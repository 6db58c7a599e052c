//! # salon-shared
//!
//! Leaf vocabulary shared by every Salon crate: usernames, message ids,
//! the immutable [`Message`] record, and display constants.

pub mod constants;
pub mod message;
pub mod types;

pub use message::Message;
pub use types::{MessageId, Username};
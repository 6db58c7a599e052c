/// Application name
pub const APP_NAME: &str = "Salon";

/// Timestamp format used in the console rendering of a message
pub const MESSAGE_TIME_FORMAT: &str = "%Y-%m-%d %H:%M";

▶ _EXERCISE BRIEF_:
Output every entry shown above, exactly.

▶ _REPLY TO THE TASK_:
repository 6db58c7a599e052c
//! # salon-shared
//!
//! Leaf vocabulary shared by every Salon crate: usernames, message ids,
//! the immutable [`Message`] record, and display constants.

pub mod constants;
pub mod message;
pub mod types;

pub use message::Message;
pub use types::{MessageId, Username};
repository 6db58c7a599e052c
/// Application name
pub const APP_NAME: &str = "Salon";

/// Timestamp format used in the console rendering of a message
pub const MESSAGE_TIME_FORMAT: &str = "%Y-%m-%d %H:%M";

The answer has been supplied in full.